*** Opening Records for the task ***
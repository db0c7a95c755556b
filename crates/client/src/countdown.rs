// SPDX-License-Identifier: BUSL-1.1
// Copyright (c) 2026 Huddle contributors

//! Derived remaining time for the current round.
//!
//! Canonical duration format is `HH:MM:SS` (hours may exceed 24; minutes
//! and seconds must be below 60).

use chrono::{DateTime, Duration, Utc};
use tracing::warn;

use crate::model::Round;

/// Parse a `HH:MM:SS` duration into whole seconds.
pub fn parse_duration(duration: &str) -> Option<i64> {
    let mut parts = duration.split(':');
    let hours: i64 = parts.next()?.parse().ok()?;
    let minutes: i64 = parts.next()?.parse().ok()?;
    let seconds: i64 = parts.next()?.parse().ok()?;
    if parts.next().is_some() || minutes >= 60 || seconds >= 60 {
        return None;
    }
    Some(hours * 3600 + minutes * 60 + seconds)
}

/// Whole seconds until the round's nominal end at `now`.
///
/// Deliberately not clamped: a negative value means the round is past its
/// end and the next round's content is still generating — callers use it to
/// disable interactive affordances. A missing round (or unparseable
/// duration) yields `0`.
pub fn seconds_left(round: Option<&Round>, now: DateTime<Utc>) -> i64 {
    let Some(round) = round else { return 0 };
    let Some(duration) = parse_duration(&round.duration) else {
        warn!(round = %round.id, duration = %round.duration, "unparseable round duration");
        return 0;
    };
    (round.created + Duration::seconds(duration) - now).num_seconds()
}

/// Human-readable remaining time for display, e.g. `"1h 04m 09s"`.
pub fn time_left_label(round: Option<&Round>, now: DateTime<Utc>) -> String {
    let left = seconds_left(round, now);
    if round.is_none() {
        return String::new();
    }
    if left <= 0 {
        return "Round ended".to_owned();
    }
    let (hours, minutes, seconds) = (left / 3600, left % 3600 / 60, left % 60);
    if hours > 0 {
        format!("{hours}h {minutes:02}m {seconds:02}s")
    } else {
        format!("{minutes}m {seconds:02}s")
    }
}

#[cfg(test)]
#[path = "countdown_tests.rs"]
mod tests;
*** Closing Records for the task ***
*** Opening Records for the task ***
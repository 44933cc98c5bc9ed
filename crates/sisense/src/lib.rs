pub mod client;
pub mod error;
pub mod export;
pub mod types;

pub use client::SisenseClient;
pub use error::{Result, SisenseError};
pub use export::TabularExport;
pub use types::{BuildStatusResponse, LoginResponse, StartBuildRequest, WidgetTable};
*** Closing Records for the task ***
Exercise: Every line that contains the string "repository" should be copied from the entries.

Your response:
repository db0c7a95c755556b
repository 44933cc98c5bc9ed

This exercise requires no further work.